● **TASK OBJECTIVE**:
Find the lines in the records below that contain "AsRef", and report each of them.

*** RECORDS PROVIDED ***

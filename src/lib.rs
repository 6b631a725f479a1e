//! Attachment Templates - template matching, recommendation and versioning
//!
//! A hierarchical catalog of classification templates structures document
//! attachments. This crate decides which templates apply to a query, a
//! business description or a runtime context, and manages the version
//! lineage of each template name.
//!
//! ## Architecture
//!
//! ```text
//!                    ┌──────────────────────────────┐
//!   query / context  │        MatchingEngine        │  ranked MatchCandidates
//!  ─────────────────►│ semantic │ weighted │ rule   │─────────────────────►
//!                    │          │ business          │
//!                    └────┬─────────┬──────────┬────┘
//!                         │         │          │
//!          SemanticMatcher│  scoring/business  │RuleEvaluator
//!                         │         │          │
//!                    ┌────▼─────────▼──────────▼────┐
//!                    │        TemplateStore         │◄── VersionManager
//!                    │   in-memory │ Postgres        │◄── TemplateMaintenance
//!                    └──────────────────────────────┘
//! ```
//!
//! Similarity primitives run in the datastore when it advertises them and in
//! process otherwise; both paths feed the same fusion code.
//!
//! ## Quick Start
//!
//! ```rust,no_run
//! use std::sync::Arc;
//! use attachment_templates::{
//!     InMemoryTemplateStore, MatchingConfig, MatchingEngine, TemplateDraft, VersionManager,
//! };
//!
//! # async fn run() -> attachment_templates::Result<()> {
//! let store = Arc::new(InMemoryTemplateStore::new());
//! let versions = VersionManager::new(store.clone(), &MatchingConfig::default());
//! versions
//!     .create_lineage(TemplateDraft::new("Invoice Template").semantic_model("invoice,bill"))
//!     .await?;
//!
//! let engine = MatchingEngine::new(store, MatchingConfig::default()).await?;
//! let ranked = engine.intelligent_recommendations("invoice", 0.3, 10, true).await?;
//! assert_eq!(ranked[0].template.name, "Invoice Template");
//! # Ok(())
//! # }
//! ```

// Core error handling
pub mod error;

// Template records and match results
pub mod types;

pub mod config;

// Text primitives
pub mod keywords;
pub mod similarity;

// Embedded rule language
pub mod rules;

// External service contracts
pub mod collaborators;

// Persistence
pub mod store;

// Matching strategies
pub mod business;
pub mod engine;
pub mod scoring;

// Template lifecycle
pub mod maintenance;
pub mod versioning;

pub use collaborators::{
    LocalTextAnalyzer, RuleEvaluator, SemanticMatcher, TextAnalysis, TextAnalyzer,
};
pub use config::{BusinessMatchConfig, MatchingConfig, ScoringWeights};
pub use engine::{
    BusinessRequest, MatchingEngine, RecommendationKind, RecommendationRequest, Recommendations,
    StrategyFailure, WeightedRequest,
};
pub use error::{Result, StoreError, TemplateError};
pub use keywords::{determine_name_pattern, extract_keywords};
pub use maintenance::TemplateMaintenance;
pub use rules::{EmbeddedRuleEvaluator, RuleContext, RuleExpr, RuleResult, RuleSet};
pub use similarity::{fuzzy_similarity, relevance_rank, Capabilities};
pub use store::{InMemoryTemplateStore, TemplateStore, VersionMode};
#[cfg(feature = "database")]
pub use store::{DatabaseConfig, PgTemplateStore};
pub use types::{
    MatchCandidate, MatchStrategy, Template, TemplateChanges, TemplateDraft, TemplateFilter,
};
pub use versioning::VersionManager;
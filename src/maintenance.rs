//! Keyword and naming-pattern maintenance for stored templates.
//!
//! Derives a template's `semantic_model` from how it is used (attached file
//! names, child template names, analysed document text) and its
//! `name_pattern` from a sample of attached file names.

use std::sync::Arc;

use tracing::{debug, info, instrument};
use uuid::Uuid;

use crate::collaborators::TextAnalyzer;
use crate::config::MatchingConfig;
use crate::error::{Result, StoreError, TemplateError};
use crate::keywords::{determine_name_pattern, extract_keywords};
use crate::store::TemplateStore;
use crate::types::Template;

pub struct TemplateMaintenance {
    store: Arc<dyn TemplateStore>,
    analyzer: Option<Arc<dyn TextAnalyzer>>,
    config: MatchingConfig,
}

impl TemplateMaintenance {
    pub fn new(store: Arc<dyn TemplateStore>, config: MatchingConfig) -> Self {
        Self {
            store,
            analyzer: None,
            config,
        }
    }

    pub fn with_text_analyzer(mut self, analyzer: Arc<dyn TextAnalyzer>) -> Self {
        self.analyzer = Some(analyzer);
        self
    }

    /// Rebuild `semantic_model` from attached file names (extensions
    /// stripped) and the names of the template's children.
    ///
    /// When no keyword can be extracted the template is returned unchanged.
    #[instrument(skip(self, file_names), fields(files = file_names.len()))]
    pub async fn refresh_semantic_model<S: AsRef<str>>(
        &self,
        template_id: Uuid,
        file_names: &[S],
    ) -> Result<Template> {
        let template = self.require(template_id).await?;
        let children = self.store.list_children(template_id).await?;

        let mut corpus: Vec<&str> = file_names
            .iter()
            .map(|f| strip_extension(f.as_ref()))
            .collect();
        corpus.extend(children.iter().map(|c| c.name.as_str()));

        let keywords = extract_keywords(
            &corpus.join(" "),
            self.config.keyword_min_length,
            self.config.keyword_max_count,
        );
        if keywords.is_empty() {
            debug!("No keywords for template {}, leaving semantic model", template_id);
            return Ok(template);
        }

        let updated = self
            .store
            .update_semantic_model(template_id, Some(keywords.join(",")))
            .await
            .map_err(|e| not_found_or(e, template_id))?;
        info!(
            "Semantic model of {} ({}) set to '{}'",
            updated.name,
            updated.id,
            updated.semantic_model.as_deref().unwrap_or_default()
        );
        Ok(updated)
    }

    /// Store the naming pattern inferred from `file_names`.
    #[instrument(skip(self, file_names))]
    pub async fn refresh_name_pattern<S: AsRef<str>>(
        &self,
        template_id: Uuid,
        file_names: &[S],
    ) -> Result<Template> {
        let pattern = determine_name_pattern(file_names);
        let updated = self
            .store
            .update_name_pattern(template_id, Some(pattern.to_string()))
            .await
            .map_err(|e| not_found_or(e, template_id))?;
        info!("Name pattern of {} ({}) set to {}", updated.name, updated.id, pattern);
        Ok(updated)
    }

    /// Merge keywords of `text`, as reported by the text analyzer, into the
    /// existing semantic model. Existing keywords keep their order; new ones
    /// are appended, compared case-insensitively.
    #[instrument(skip(self, text), fields(chars = text.len()))]
    pub async fn enrich_from_text(&self, template_id: Uuid, text: &str) -> Result<Template> {
        let analyzer = self
            .analyzer
            .as_ref()
            .ok_or_else(|| TemplateError::unavailable("text analyzer", "not configured"))?;
        let template = self.require(template_id).await?;

        let limit = self.config.collaborator_timeout();
        let analysis = match tokio::time::timeout(limit, analyzer.analyze_text(text)).await {
            Ok(Ok(analysis)) => analysis,
            Ok(Err(e)) => return Err(TemplateError::unavailable("text analyzer", e)),
            Err(_) => {
                return Err(TemplateError::Timeout {
                    service: "text analyzer",
                    after_ms: limit.as_millis() as u64,
                })
            }
        };

        let mut merged = template.semantic_keywords();
        let before = merged.len();
        for keyword in analysis.keywords {
            let keyword = keyword.trim();
            let folded = keyword.to_lowercase();
            if keyword.is_empty() || merged.iter().any(|k| k.to_lowercase() == folded) {
                continue;
            }
            merged.push(keyword.to_string());
        }
        if merged.len() == before {
            return Ok(template);
        }

        let updated = self
            .store
            .update_semantic_model(template_id, Some(merged.join(",")))
            .await
            .map_err(|e| not_found_or(e, template_id))?;
        info!(
            "Added {} keywords to semantic model of {} ({})",
            merged.len() - before,
            updated.name,
            updated.id
        );
        Ok(updated)
    }

    async fn require(&self, template_id: Uuid) -> Result<Template> {
        self.store
            .get_template(template_id)
            .await?
            .ok_or_else(|| TemplateError::NotFound(format!("template {}", template_id)))
    }
}

fn strip_extension(file_name: &str) -> &str {
    match file_name.rfind('.') {
        Some(0) | None => file_name,
        Some(dot) => &file_name[..dot],
    }
}

fn not_found_or(e: StoreError, id: Uuid) -> TemplateError {
    match e {
        StoreError::NotFound(_) => TemplateError::NotFound(format!("template {}", id)),
        other => other.into(),
    }
}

*** End of RECORDS PROVIDED ***

● **SOLUTION TO THIS TASK**:
    pub async fn refresh_semantic_model<S: AsRef<str>>(
    pub async fn refresh_name_pattern<S: AsRef<str>>(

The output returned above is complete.